Si la rareza es una de las virtudes de los objetos preciosos, ¿una momia de chocolate blanco dentro de un sarcófago de metal barato es comparable con un diamante o La Gioconda? Para mí, todo lo que no haya pasado por el supermercado de El Corte Inglés sigue siendo algo extraño y exótico. Bastaría con encontrarme esta dulce reliquia egipcia entre los productos de las estanterías del centro nacional de asimilación de rarezas para que dejase de llamar mi atención.
Por otro lado, si un objeto sagrado es un objeto tabú y no puede tocarse sin mancillarlo, si lo sagrado es lo que se teme y se rechaza, lo que se venera y se respeta, si lo sagrado pertenece al mundo de lo divino, si la profanación de lo sagrado es algo grave y mortal, ¿qué pasará cuando le arranque la cabeza de la momia de un bocado? Empezaré por los pies. Llámame puritano, pero mi ateísmo de nacimiento me impide comerme a los dioses más cercanos. No voy a dar nombres, que se enfadan (los de siempre). Tampoco reyes, ni papas.
A lo máximo que he llegado en mi iconoclastia es a cerrar un díptico casero. Era una preciosa copia de unas vírgenes bizantinas que tenía la abuela en la mesilla de su habitación y que, mientras dormía, me acercaba a cerrarla. No quería a nadie mirándome el sueño. Aquel gesto contra las tablillas de bolsillo no hizo más que desencadenar una bulimia historicista, que me obliga a pasar por las tiendas de los museos, donde se resume todo el saber de la Humanidad. Y el sabor. A chocolate.

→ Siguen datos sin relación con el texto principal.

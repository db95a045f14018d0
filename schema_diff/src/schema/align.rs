//! Ordered alignment of columns and indexes
//!
//! Works out which items of an old list have to be dropped, added or
//! modified to turn it into a new list, and where each added or modified
//! item goes so that MySQL's `FIRST` / `AFTER` placement reproduces the new
//! order.
//!
//! The walk is greedy: a cursor into the old list only moves forward and
//! points at the next surviving old item (the anchor). A new item equal to
//! the anchor consumes it; any other surviving item is moved in front of the
//! anchor; anything else is added there.

use std::collections::{HashMap, HashSet};
use std::fmt;

use crate::schema::types::{Column, Index};

/// Something the aligner can match by name
pub trait Keyed {
    /// Identity across versions
    fn key(&self) -> &str;

    /// Whether two items with the same key are identical
    fn same_definition(&self, other: &Self) -> bool;
}

impl Keyed for Column {
    fn key(&self) -> &str {
        &self.name
    }

    fn same_definition(&self, other: &Self) -> bool {
        self.descriptor == other.descriptor
    }
}

impl Keyed for Index {
    fn key(&self) -> &str {
        &self.name
    }

    fn same_definition(&self, other: &Self) -> bool {
        self.kind == other.kind && self.columns == other.columns
    }
}

/// Placement clause of `ADD` / `MODIFY COLUMN`
#[derive(Debug, Clone, PartialEq, Eq)]
pub enum Position {
    First,
    After(String),
}

impl fmt::Display for Position {
    fn fmt(&self, f: &mut fmt::Formatter<'_>) -> fmt::Result {
        match self {
            Position::First => f.write_str("FIRST"),
            Position::After(name) => write!(f, "AFTER `{}`", name),
        }
    }
}

#[derive(Debug, Clone, Copy, PartialEq, Eq)]
pub enum ChangeKind {
    Add,
    Modify,
}

/// An added or modified item and where it belongs
#[derive(Debug, Clone, PartialEq)]
pub struct Change<'a, T> {
    pub kind: ChangeKind,
    /// The new definition
    pub item: &'a T,
    /// The old definition, for modifications
    pub previous: Option<&'a T>,
    pub position: Position,
}

/// Result of aligning two lists.
///
/// `changes` are in emission order: replaying them after the drops turns
/// the old order into the new one.
#[derive(Debug, Clone, PartialEq)]
pub struct Alignment<'a, T> {
    pub drops: Vec<&'a T>,
    pub changes: Vec<Change<'a, T>>,
}

impl<'a, T> Alignment<'a, T> {
    pub fn adds(&self) -> impl Iterator<Item = &Change<'a, T>> {
        self.changes.iter().filter(|c| c.kind == ChangeKind::Add)
    }

    pub fn modifies(&self) -> impl Iterator<Item = &Change<'a, T>> {
        self.changes.iter().filter(|c| c.kind == ChangeKind::Modify)
    }

    pub fn is_empty(&self) -> bool {
        self.drops.is_empty() && self.changes.is_empty()
    }
}

/// Align two ordered lists
pub fn align<'a, T: Keyed>(old: &'a [T], new: &'a [T]) -> Alignment<'a, T> {
    let new_keys: HashSet<&str> = new.iter().map(|item| item.key()).collect();

    // Drop pass
    let mut ignored: HashSet<&str> = HashSet::new();
    let mut survivors: HashMap<&str, &'a T> = HashMap::new();
    let mut drops = Vec::new();
    for item in old {
        if new_keys.contains(item.key()) {
            survivors.insert(item.key(), item);
        } else {
            ignored.insert(item.key());
            drops.push(item);
        }
    }

    // Align pass
    let mut changes = Vec::new();
    let mut cursor = 0;
    let mut last: Option<&str> = None;
    for item in new {
        while cursor < old.len() && ignored.contains(old[cursor].key()) {
            cursor += 1;
        }

        let position = match last {
            None => Position::First,
            Some(name) => Position::After(name.to_string()),
        };
        last = Some(item.key());

        let change = match old.get(cursor) {
            None => Some((ChangeKind::Add, None)),
            Some(anchor) if anchor.key() != item.key() => match survivors.get(item.key()) {
                Some(&previous) => {
                    ignored.insert(item.key());
                    Some((ChangeKind::Modify, Some(previous)))
                }
                None => Some((ChangeKind::Add, None)),
            },
            Some(anchor) => {
                cursor += 1;
                if anchor.same_definition(item) {
                    None
                } else {
                    Some((ChangeKind::Modify, Some(anchor)))
                }
            }
        };

        if let Some((kind, previous)) = change {
            changes.push(Change {
                kind,
                item,
                previous,
                position,
            });
        }
    }

    Alignment { drops, changes }
}

/// Align two column lists
pub fn align_columns<'a>(old: &'a [Column], new: &'a [Column]) -> Alignment<'a, Column> {
    align(old, new)
}

/// Index changes, already split into what MySQL can express.
///
/// Indexes cannot be modified in place, so a changed index appears in both
/// lists: its old definition under `drops` and its new one under `adds`.
#[derive(Debug, Clone, Default, PartialEq)]
pub struct IndexChanges<'a> {
    pub drops: Vec<&'a Index>,
    pub adds: Vec<&'a Index>,
}

impl IndexChanges<'_> {
    pub fn is_empty(&self) -> bool {
        self.drops.is_empty() && self.adds.is_empty()
    }
}

/// Align two index lists
pub fn align_indexes<'a>(old: &'a [Index], new: &'a [Index]) -> IndexChanges<'a> {
    let alignment = align(old, new);
    let mut changes = IndexChanges {
        drops: alignment.drops,
        adds: Vec::new(),
    };

    for change in alignment.changes {
        match (change.kind, change.previous) {
            (ChangeKind::Modify, Some(previous)) => {
                // Index order carries no meaning
                if previous.same_definition(change.item) {
                    continue;
                }
                changes.drops.push(previous);
                changes.adds.push(change.item);
            }
            _ => changes.adds.push(change.item),
        }
    }

    changes
}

Sabemos cómo son las momias (incluso antes de verlas), hay un par de ellas en todos los museos arqueológicos, hemos visto miles de documentales, millones de reportajes y otros tantos artículos sobre excavaciones, descubrimientos y chismes. A fuerza de querer hacerlo todo visible, el mundo ha dejado de tener secretos. Ni siquiera la muerte es coto vedado, queremos ver hasta quedarnos ciegos. Lo sabemos todo del Antiguo Egipto, todo lo hemos visto. Pero desconocemos a qué saben las momias.
Si el arte no nació para dar culto a los dioses, sino a los muertos, ¿cómo hemos logrado hacer de lo sagrado un imán para la nevera (3,50 libras), unas barritas de crema de labios (4,50 libras), en un estuche para lapiceros (7,99 libras) o un pen drive USB (9,99 libras)? En los museos como el British -donde venden estas delicias por tener la mejor colección del mundo de objetos del Antiguo Egipto (lejos de Egipto)-, la sacralidad es un éxito de ventas, no un tabú.
Todo lo que tenga que ver con Egipto es magnético. Hace casi diez años fui a ver una exposición temporal en la que destripaban la momia de un sacerdote cuyo sarcófago no habían abierto nunca. Hablaban de “técnicas no invasivas”, pero dejaban en pelotas al señor. Primero desvelaban su secreto y, a la salida, me invitaban a saciar la curiosidad. Lo que los sacerdotes de los faraones no habían previsto en el viaje de ultratumba era la tienda en la que terminarían poniéndoles precio a su cabeza (de chocolate blanco), por 7,99. No te dejes nada.